> [Collected data entries]:
-*-*-
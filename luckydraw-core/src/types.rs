use chrono::Utc;
use serde::{Deserialize, Serialize};
use std::collections::BTreeMap;

#[derive(Debug, Clone, PartialEq, Eq, Serialize, Deserialize)]
#[serde(rename_all = "camelCase")]
pub struct Prize {
    pub id: String,
    pub name: String,
    pub total_count: u32,
    pub remaining_count: u32,
    #[serde(default, skip_serializing_if = "Option::is_none")]
    pub description: Option<String>,
}

impl Prize {
    /// A freshly stocked prize: remaining starts at total.
    pub fn new(id: String, name: String, total_count: u32, description: Option<String>) -> Self {
        Self {
            id,
            name,
            total_count,
            remaining_count: total_count,
            description,
        }
    }

    pub fn is_available(&self) -> bool {
        self.remaining_count > 0
    }
}

#[derive(Debug, Clone, PartialEq, Eq, Serialize, Deserialize)]
#[serde(rename_all = "camelCase")]
pub struct DrawHistoryEntry {
    /// Epoch milliseconds.
    pub timestamp: i64,
    pub prize_name: String,
    pub remaining_inventory: BTreeMap<String, u32>,
}

impl DrawHistoryEntry {
    pub fn record(prize_name: &str, prizes: &[Prize]) -> Self {
        Self {
            timestamp: Utc::now().timestamp_millis(),
            prize_name: prize_name.to_string(),
            remaining_inventory: inventory_of(prizes),
        }
    }
}

/// The single persisted and replicated unit of lottery state.
#[derive(Debug, Clone, Default, PartialEq, Eq, Serialize, Deserialize)]
#[serde(rename_all = "camelCase")]
pub struct LotteryAggregate {
    pub prizes: Vec<Prize>,
    #[serde(default)]
    pub current_result: Option<Prize>,
    pub is_drawing: bool,
    pub total_drawn: u64,
    #[serde(default)]
    pub history: Vec<DrawHistoryEntry>,
}

impl LotteryAggregate {
    /// The canonical empty aggregate written by a clear.
    pub fn empty() -> Self {
        Self::default()
    }

    pub fn with_prizes(prizes: Vec<Prize>) -> Self {
        Self {
            prizes,
            ..Self::default()
        }
    }

    pub fn find_prize(&self, id: &str) -> Option<&Prize> {
        self.prizes.iter().find(|p| p.id == id)
    }

    pub fn remaining_total(&self) -> u64 {
        self.prizes.iter().map(|p| p.remaining_count as u64).sum()
    }
}

/// Remaining count per prize name. Later prizes win on duplicate names.
pub fn inventory_of(prizes: &[Prize]) -> BTreeMap<String, u32> {
    prizes
        .iter()
        .map(|p| (p.name.clone(), p.remaining_count))
        .collect()
}
use crate::error::{DrawError, Result};
use crate::prize::{DrawEngine, PrizeRegistry};
use crate::session::config::SessionConfig;
use crate::sync::{StateStore, Subscription};
use crate::types::{DrawHistoryEntry, LotteryAggregate, Prize};
use rand::rngs::StdRng;
use rand::SeedableRng;
use std::sync::Arc;
use tokio::sync::{mpsc, oneshot, watch};
use tokio::task::JoinHandle;

/// Result of a committed mutation plus the save it triggered.
#[derive(Debug)]
pub struct Applied<T> {
    value: T,
    save: PendingSave,
}

impl<T> Applied<T> {
    fn new(value: T, save: PendingSave) -> Self {
        Self { value, save }
    }

    pub fn value(&self) -> &T {
        &self.value
    }

    /// Take the value without waiting for persistence. The save keeps running.
    pub fn into_value(self) -> T {
        self.value
    }

    /// Wait for the remote write and return the value only if it landed.
    pub async fn persisted(self) -> Result<T> {
        self.save.wait().await?;
        Ok(self.value)
    }
}

#[derive(Debug)]
pub struct PendingSave(Option<oneshot::Receiver<Result<()>>>);

impl PendingSave {
    fn none() -> Self {
        Self(None)
    }

    pub async fn wait(self) -> Result<()> {
        match self.0 {
            None => Ok(()),
            Some(rx) => rx
                .await
                .unwrap_or_else(|_| Err(DrawError::internal("Save task ended without a result"))),
        }
    }
}

type Reply<T> = oneshot::Sender<Result<Applied<T>>>;

enum Command {
    AddPrize {
        name: String,
        count: f64,
        description: Option<String>,
        reply: Reply<Prize>,
    },
    UpdatePrize {
        id: String,
        remaining: f64,
        reply: Reply<Prize>,
    },
    RemovePrize {
        id: String,
        reply: Reply<Prize>,
    },
    DecrementPrize {
        id: String,
        reply: Reply<Prize>,
    },
    Draw {
        reply: Reply<Option<Prize>>,
    },
    Reset {
        reply: Reply<()>,
    },
    RestoreDefaults {
        reply: Reply<()>,
    },
    Clear {
        reply: Reply<()>,
    },
    Shutdown,
}

/// Storage work for the saver task, performed in the order it was queued.
enum SaveJob {
    Save(LotteryAggregate, oneshot::Sender<Result<()>>),
    Clear(oneshot::Sender<Result<()>>),
}

/// Owns the live lottery aggregate. Commands and remote snapshots are handled
/// one at a time on a single task.
pub struct SessionController {
    commands: mpsc::Sender<Command>,
    state: watch::Receiver<LotteryAggregate>,
    task: JoinHandle<()>,
}

impl SessionController {
    /// Load the cached state (or the remote copy, or the defaults), subscribe
    /// to remote changes and start the command task.
    pub async fn start(store: StateStore, config: &SessionConfig) -> Result<Self> {
        config.validate()?;
        let store = Arc::new(store);

        let subscription = store.subscribe(config.subscription_buffer).await?;

        let cached = store.load();
        let remote = if config.sync_on_start {
            match store.fetch_remote().await {
                Ok(remote) => remote,
                Err(e) => {
                    tracing::warn!("Could not read remote lottery state, using local copy: {}", e);
                    None
                }
            }
        } else {
            None
        };

        let initial = match (remote, cached) {
            (Some(remote), _) => {
                tracing::info!("Starting from remote lottery state '{}'", store.key());
                remote
            }
            (None, Some(cached)) => {
                tracing::info!("Starting from cached lottery state '{}'", store.key());
                cached
            }
            (None, None) => {
                tracing::info!("No saved lottery state, stocking default prizes");
                config.default_aggregate()?
            }
        };

        let rng = match config.rng_seed {
            Some(seed) => StdRng::seed_from_u64(seed),
            None => StdRng::from_os_rng(),
        };

        let (state_tx, state_rx) = watch::channel(initial.clone());
        let (command_tx, command_rx) = mpsc::channel(config.command_buffer);
        let (save_tx, save_rx) = mpsc::unbounded_channel();
        let saver = tokio::spawn(run_saver(store, save_rx));

        let actor = SessionActor {
            state: initial,
            saves: save_tx,
            saver,
            rng,
            config: config.clone(),
            published: state_tx,
        };
        let task = tokio::spawn(actor.run(command_rx, subscription));

        Ok(Self {
            commands: command_tx,
            state: state_rx,
            task,
        })
    }

    pub fn state(&self) -> LotteryAggregate {
        self.state.borrow().clone()
    }

    /// Receiver that sees every published snapshot, including the brief
    /// `is_drawing` state of a draw.
    pub fn watch(&self) -> watch::Receiver<LotteryAggregate> {
        self.state.clone()
    }

    pub fn list_prizes(&self) -> Vec<Prize> {
        self.state.borrow().prizes.clone()
    }

    pub fn available_prizes(&self) -> Vec<Prize> {
        self.state
            .borrow()
            .prizes
            .iter()
            .filter(|p| p.is_available())
            .cloned()
            .collect()
    }

    pub fn has_available(&self) -> bool {
        self.state.borrow().prizes.iter().any(Prize::is_available)
    }

    pub fn history(&self) -> Vec<DrawHistoryEntry> {
        self.state.borrow().history.clone()
    }

    pub async fn add_prize(
        &self,
        name: &str,
        count: f64,
        description: Option<&str>,
    ) -> Result<Applied<Prize>> {
        self.request(|reply| Command::AddPrize {
            name: name.to_string(),
            count,
            description: description.map(str::to_string),
            reply,
        })
        .await?
    }

    pub async fn update_prize(&self, id: &str, remaining: f64) -> Result<Applied<Prize>> {
        self.request(|reply| Command::UpdatePrize {
            id: id.to_string(),
            remaining,
            reply,
        })
        .await?
    }

    pub async fn remove_prize(&self, id: &str) -> Result<Applied<Prize>> {
        self.request(|reply| Command::RemovePrize {
            id: id.to_string(),
            reply,
        })
        .await?
    }

    pub async fn decrement_prize(&self, id: &str) -> Result<Applied<Prize>> {
        self.request(|reply| Command::DecrementPrize {
            id: id.to_string(),
            reply,
        })
        .await?
    }

    /// Draw one prize. `None` when the pool is exhausted; nothing is saved then.
    pub async fn draw(&self) -> Result<Applied<Option<Prize>>> {
        self.request(|reply| Command::Draw { reply }).await?
    }

    /// Restock every current prize and forget counters, result and history.
    pub async fn reset(&self) -> Result<Applied<()>> {
        self.request(|reply| Command::Reset { reply }).await?
    }

    /// Replace the pool with a fresh copy of the configured default prizes.
    pub async fn restore_defaults(&self) -> Result<Applied<()>> {
        self.request(|reply| Command::RestoreDefaults { reply }).await?
    }

    /// Empty the pool here and in storage.
    pub async fn clear(&self) -> Result<()> {
        let applied = self.request(|reply| Command::Clear { reply }).await??;
        applied.persisted().await
    }

    /// Stop the command task and release the remote subscription.
    pub async fn shutdown(self) -> Result<()> {
        // a closed channel means the task is already gone
        let _ = self.commands.send(Command::Shutdown).await;
        self.task
            .await
            .map_err(|e| DrawError::internal(format!("Session task failed: {}", e)))
    }

    async fn request<T>(&self, build: impl FnOnce(oneshot::Sender<T>) -> Command) -> Result<T> {
        let (tx, rx) = oneshot::channel();
        self.commands
            .send(build(tx))
            .await
            .map_err(|_| DrawError::internal("Session controller has stopped"))?;
        rx.await
            .map_err(|_| DrawError::internal("Session controller dropped the request"))
    }
}
use crate::types::{LotteryAggregate, Prize};
use serde_json::Value;
use thiserror::Error;

/// Outcome of checking a stored document against the lottery schema.
#[derive(Debug, Clone, PartialEq)]
pub enum DocumentCheck {
    Valid(LotteryAggregate),
    Rejected(RejectReason),
}

#[derive(Error, Debug, Clone, PartialEq, Eq)]
pub enum RejectReason {
    #[error("not valid JSON: {0}")]
    Syntax(String),

    #[error("top level is not an object")]
    NotAnObject,

    #[error("prizes is missing or not an array")]
    PrizesNotArray,

    #[error("{location} is not an object")]
    PrizeNotObject { location: String },

    #[error("{location} has an empty {field}")]
    EmptyField {
        location: String,
        field: &'static str,
    },

    #[error("schema mismatch: {0}")]
    Schema(String),
}

impl DocumentCheck {
    pub fn into_result(self) -> std::result::Result<LotteryAggregate, RejectReason> {
        match self {
            DocumentCheck::Valid(aggregate) => Ok(aggregate),
            DocumentCheck::Rejected(reason) => Err(reason),
        }
    }

    pub fn is_valid(&self) -> bool {
        matches!(self, DocumentCheck::Valid(_))
    }
}

/// Decode a stored document. The shape is checked first, then the typed
/// decode enforces field types, then ids and names must be non-empty.
pub fn check_document(body: &str) -> DocumentCheck {
    match decode(body) {
        Ok(aggregate) => DocumentCheck::Valid(aggregate),
        Err(reason) => DocumentCheck::Rejected(reason),
    }
}

fn decode(body: &str) -> std::result::Result<LotteryAggregate, RejectReason> {
    let value: Value =
        serde_json::from_str(body).map_err(|e| RejectReason::Syntax(e.to_string()))?;

    let object = value.as_object().ok_or(RejectReason::NotAnObject)?;

    let prizes = object
        .get("prizes")
        .and_then(Value::as_array)
        .ok_or(RejectReason::PrizesNotArray)?;
    for (index, prize) in prizes.iter().enumerate() {
        if !prize.is_object() {
            return Err(RejectReason::PrizeNotObject {
                location: format!("prizes[{}]", index),
            });
        }
    }
    match object.get("currentResult") {
        None | Some(Value::Null) | Some(Value::Object(_)) => {}
        Some(_) => {
            return Err(RejectReason::PrizeNotObject {
                location: "currentResult".to_string(),
            })
        }
    }

    let aggregate: LotteryAggregate =
        serde_json::from_value(value).map_err(|e| RejectReason::Schema(e.to_string()))?;

    for (index, prize) in aggregate.prizes.iter().enumerate() {
        check_prize(prize, || format!("prizes[{}]", index))?;
    }
    if let Some(current) = &aggregate.current_result {
        check_prize(current, || "currentResult".to_string())?;
    }

    Ok(aggregate)
}

fn check_prize(
    prize: &Prize,
    location: impl Fn() -> String,
) -> std::result::Result<(), RejectReason> {
    if prize.id.is_empty() {
        return Err(RejectReason::EmptyField {
            location: location(),
            field: "id",
        });
    }
    if prize.name.is_empty() {
        return Err(RejectReason::EmptyField {
            location: location(),
            field: "name",
        });
    }
    Ok(())
}

#[cfg(test)]
mod tests {
    use super::*;
    use serde_json::json;

    fn valid_document() -> Value {
        json!({
            "prizes": [
                { "id": "prize-1", "name": "一等奖", "totalCount": 1, "remainingCount": 1 },
                { "id": "prize-2", "name": "二等奖", "totalCount": 3, "remainingCount": 2,
                  "description": "保温杯" }
            ],
            "currentResult": { "id": "prize-2", "name": "二等奖", "totalCount": 3, "remainingCount": 2 },
            "isDrawing": false,
            "totalDrawn": 1,
            "history": [
                { "timestamp": 1706000000000i64, "prizeName": "二等奖",
                  "remainingInventory": { "一等奖": 1, "二等奖": 2 } }
            ]
        })
    }

    fn check_value(value: &Value) -> DocumentCheck {
        check_document(&value.to_string())
    }

    #[test]
    fn test_accepts_valid_document() {
        let aggregate = check_value(&valid_document()).into_result().unwrap();
        assert_eq!(aggregate.prizes.len(), 2);
        assert_eq!(aggregate.prizes[1].description.as_deref(), Some("保温杯"));
        assert_eq!(aggregate.current_result.unwrap().id, "prize-2");
        assert_eq!(aggregate.history.len(), 1);
    }

    #[test]
    fn test_missing_history_and_result_default() {
        let mut doc = valid_document();
        doc.as_object_mut().unwrap().remove("history");
        doc["currentResult"] = Value::Null;

        let aggregate = check_value(&doc).into_result().unwrap();
        assert!(aggregate.history.is_empty());
        assert!(aggregate.current_result.is_none());
    }

    #[test]
    fn test_rejects_syntax_and_shape() {
        assert!(matches!(
            check_document("{not json"),
            DocumentCheck::Rejected(RejectReason::Syntax(_))
        ));
        assert_eq!(
            check_document("[]"),
            DocumentCheck::Rejected(RejectReason::NotAnObject)
        );

        let mut doc = valid_document();
        doc["prizes"] = json!("一等奖");
        assert_eq!(
            check_value(&doc),
            DocumentCheck::Rejected(RejectReason::PrizesNotArray)
        );

        let mut doc = valid_document();
        doc["prizes"] = json!([42]);
        assert!(matches!(
            check_value(&doc),
            DocumentCheck::Rejected(RejectReason::PrizeNotObject { .. })
        ));
    }

    #[test]
    fn test_rejects_bad_prize_fields() {
        let mut doc = valid_document();
        doc["prizes"][0].as_object_mut().unwrap().remove("id");
        assert!(matches!(
            check_value(&doc),
            DocumentCheck::Rejected(RejectReason::Schema(_))
        ));

        let mut doc = valid_document();
        doc["prizes"][0]["name"] = json!("");
        assert_eq!(
            check_value(&doc),
            DocumentCheck::Rejected(RejectReason::EmptyField {
                location: "prizes[0]".to_string(),
                field: "name",
            })
        );

        let mut doc = valid_document();
        doc["prizes"][1]["remainingCount"] = json!(-1);
        assert!(!check_value(&doc).is_valid());

        let mut doc = valid_document();
        doc["prizes"][1]["totalCount"] = json!("3");
        assert!(!check_value(&doc).is_valid());

        let mut doc = valid_document();
        doc["prizes"][1]["description"] = json!(5);
        assert!(!check_value(&doc).is_valid());
    }

    #[test]
    fn test_rejects_bad_top_level_fields() {
        let mut doc = valid_document();
        doc["isDrawing"] = json!("no");
        assert!(!check_value(&doc).is_valid());

        let mut doc = valid_document();
        doc["totalDrawn"] = json!("1");
        assert!(!check_value(&doc).is_valid());

        let mut doc = valid_document();
        doc.as_object_mut().unwrap().remove("isDrawing");
        assert!(!check_value(&doc).is_valid());
    }

    #[test]
    fn test_current_result_is_checked_like_a_prize() {
        let mut doc = valid_document();
        doc["currentResult"]["id"] = json!("");
        assert_eq!(
            check_value(&doc),
            DocumentCheck::Rejected(RejectReason::EmptyField {
                location: "currentResult".to_string(),
                field: "id",
            })
        );

        let mut doc = valid_document();
        doc["currentResult"] = json!(7);
        assert!(!check_value(&doc).is_valid());
    }
}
-*-*-
> [EXERCISE GOAL]: Among the lines of the data, identify those with the word "names". Copy each of them.

> [TASK RESPONSE]:
/// Remaining count per prize name. Later prizes win on duplicate names.
/// decode enforces field types, then ids and names must be non-empty.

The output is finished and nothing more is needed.